Both groups looked for radiation from regions where there should be none—dense clouds that had previously been considered starless. In deep observations made by the Spitzer Space Telescope, Enoch's group identified infrared emission from a region known as Per-Bolo 58 at long infrared wavelengths of 70 microns (a micron is one millionth of a meter) and very little at shorter wavelengths, as would be expected from a cool first core.

Arce and his colleagues used a ground-based array of submillimeter telescopes to locate an outflow of molecular gas from an area called L1448 IRS2E. Some simulations have predicted such outflows should emanate from a first core as the rotating disk of material surrounding the core interacts with the object's magnetic field.
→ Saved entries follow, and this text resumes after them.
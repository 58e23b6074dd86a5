//! Per-connection handling of inbound frames: handshake, authorization gate,
//! enrichment and forwarding to the broker.

use serde_json::{Map, Value};

use crate::auth::Identity;
use crate::chat::messages;
use crate::state::AppState;
use crate::ws::handshake::Handshake;
use crate::ws::protocol::{self, ChatMessage, InboundEvent, ServerEvent, REASON_UNAUTHENTICATED};
use crate::ws::{ConnectionId, ConnectionSender};

pub struct MessageIngest {
    connection_id: ConnectionId,
    tx: ConnectionSender,
    handshake: Handshake,
    state: AppState,
}

impl MessageIngest {
    pub fn new(connection_id: ConnectionId, tx: ConnectionSender, state: AppState) -> Self {
        Self {
            connection_id,
            tx,
            handshake: Handshake::new(),
            state,
        }
    }

    pub fn identity(&self) -> Option<&Identity> {
        self.handshake.identity()
    }

    /// Process one inbound frame.
    /// A decode error is a protocol error; the caller ends the connection.
    pub async fn handle_frame(&mut self, data: &[u8]) -> Result<(), serde_json::Error> {
        match protocol::decode_frame(data)? {
            InboundEvent::Auth { token } => self.authenticate(token.as_deref()).await,
            InboundEvent::Message(message) => self.accept_message(message).await,
            InboundEvent::Other(fields) => self.forward(fields).await,
        }
        Ok(())
    }

    async fn authenticate(&mut self, token: Option<&str>) {
        match self
            .handshake
            .authenticate(&self.state.identity, token)
            .await
        {
            Ok(identity) => {
                tracing::info!(
                    connection_id = %self.connection_id,
                    user_id = identity.id,
                    email = %identity.email,
                    "Connection authenticated"
                );
                protocol::send_event(&self.tx, &ServerEvent::AuthOk { user: &identity }).await;
            }
            Err(e) => {
                tracing::info!(connection_id = %self.connection_id, error = %e, "Handshake failed");
                protocol::send_event(&self.tx, &ServerEvent::AuthFail).await;
            }
        }
    }

    async fn accept_message(&mut self, mut message: ChatMessage) {
        let Some(identity) = self.handshake.identity() else {
            tracing::debug!(connection_id = %self.connection_id, "Rejected message before handshake");
            protocol::send_event(
                &self.tx,
                &ServerEvent::Error {
                    reason: REASON_UNAUTHENTICATED,
                },
            )
            .await;
            return;
        };

        // Persistence failure still forwards the event, unstamped.
        if let Err(e) =
            messages::persist_and_stamp(self.state.gateway.as_ref(), identity, &mut message).await
        {
            tracing::warn!(
                connection_id = %self.connection_id,
                user_id = identity.id,
                error = %e,
                "Failed to persist message, forwarding without id/ts/author"
            );
        }

        self.forward(message.into_fields()).await;
    }

    async fn forward(&self, fields: Map<String, Value>) {
        if let Err(e) = self.state.bridge.publish(&fields).await {
            tracing::warn!(
                connection_id = %self.connection_id,
                topic = %self.state.bridge.topic(),
                error = %e,
                "Failed to publish to broker"
            );
        }
    }
}
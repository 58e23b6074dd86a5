//! Row types handed across the persistence boundary.

use serde::Serialize;

/// Author snapshot attached to an accepted message.
/// Profile fields are read at publish time and never rewritten afterwards.
#[derive(Debug, Clone, PartialEq, Eq, Serialize)]
pub struct Author {
    pub id: i64,
    #[serde(skip_serializing_if = "Option::is_none")]
    pub email: Option<String>,
    #[serde(skip_serializing_if = "Option::is_none")]
    pub display_name: Option<String>,
    #[serde(skip_serializing_if = "Option::is_none")]
    pub avatar_url: Option<String>,
}

impl Author {
    /// Snapshot carrying only the id, used when the profile lookup fails.
    pub fn bare(id: i64) -> Self {
        Self {
            id,
            email: None,
            display_name: None,
            avatar_url: None,
        }
    }
}

/// A file reference attached to a chat message, stored one row per entry.
#[derive(Debug, Clone, PartialEq, Eq, Serialize)]
pub struct Attachment {
    pub url: String,
    pub filename: String,
    pub filesize: i64,
}

/// Identifiers the store assigned to an inserted message.
#[derive(Debug, Clone, Copy, PartialEq, Eq)]
pub struct StoredMessage {
    pub id: i64,
    /// Epoch milliseconds
    pub created_at: i64,
}

#[cfg(test)]
mod tests {
    use super::*;
    use serde_json::json;

    #[test]
    fn test_bare_author_serializes_only_id() {
        let value = serde_json::to_value(Author::bare(7)).unwrap();
        assert_eq!(value, json!({"id": 7}));
    }

    #[test]
    fn test_attachment_serializes_stored_columns() {
        let attachment = Attachment {
            url: "https://cdn/a.png".to_string(),
            filename: "a.png".to_string(),
            filesize: 12,
        };
        assert_eq!(
            serde_json::to_value(&attachment).unwrap(),
            json!({"url": "https://cdn/a.png", "filename": "a.png", "filesize": 12})
        );
    }
}
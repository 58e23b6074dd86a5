use axum::{
    extract::{ws::WebSocketUpgrade, State},
    response::Response,
};

use crate::state::AppState;
use crate::ws::actor;

/// GET /ws
/// WebSocket upgrade endpoint. Authentication happens in-band: the socket
/// starts unauthenticated and the client sends an `auth` event.
pub async fn ws_upgrade(State(state): State<AppState>, ws: WebSocketUpgrade) -> Response {
    ws.on_upgrade(move |socket| actor::run_connection(socket, state))
}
The researchers did not detect the candidate object at 70 microns; they had access only to a broad-ranging Spitzer survey of the area and not the kind of deep observations of Per-Bolo 58 attained by Enoch's group in 2008. (The space telescope ran out of coolant in 2009, rendering its detectors useless at long infrared wavelengths.) But in survey images of the source no infrared was detected at shorter wavelengths, either, indicating that the candidate first core is indeed colder than the known young protostars nearby, all of which appeared in the Spitzer data.

But neither first core candidate is rock-solid, and the astronomer who predicted the existence of the first core more than 40 years ago is not yet convinced that his prediction has been borne out. "It's a bit premature to be gratified, because these are not definitive discoveries," says Richard Larson, a Yale astronomer whose numerical simulations of star formation in 1969 predicted the existence of the short-lived first core. "In both cases they are suggestive but not conclusive."

The Arce group's L1448 IRS2E has not been detected in the infrared, and Enoch and her colleagues' Per-Bolo 58 shows a tenuous signal of relatively warm emission that, according to the simplest models of a cool first core, should not be there. Enoch notes that the emission could originate from an outflow carving out a cavity in the material surrounding the core, making it less opaque and allowing more radiation to escape. "The other possibility is it could just be a really, really faint protostar, so we still need to do further observations to rule that out," she says. The European Space Agency's space-borne Herschel observatory, which launched in 2009, and the Atacama Large Millimeter/submillimeter Array (ALMA), now under construction in Chile, may help identify and follow up on possible first cores in the coming years.

Whether the two groups have seen first cores or simply very young, extremely faint protostars, Larson notes, the astronomers appear to have identified stars at a very early point in their histories—perhaps earlier than anyone has yet seen. "In either case, they're looking at a very early stage," Larson says. "It's interesting that it's now possible to zoom in on these very early stages."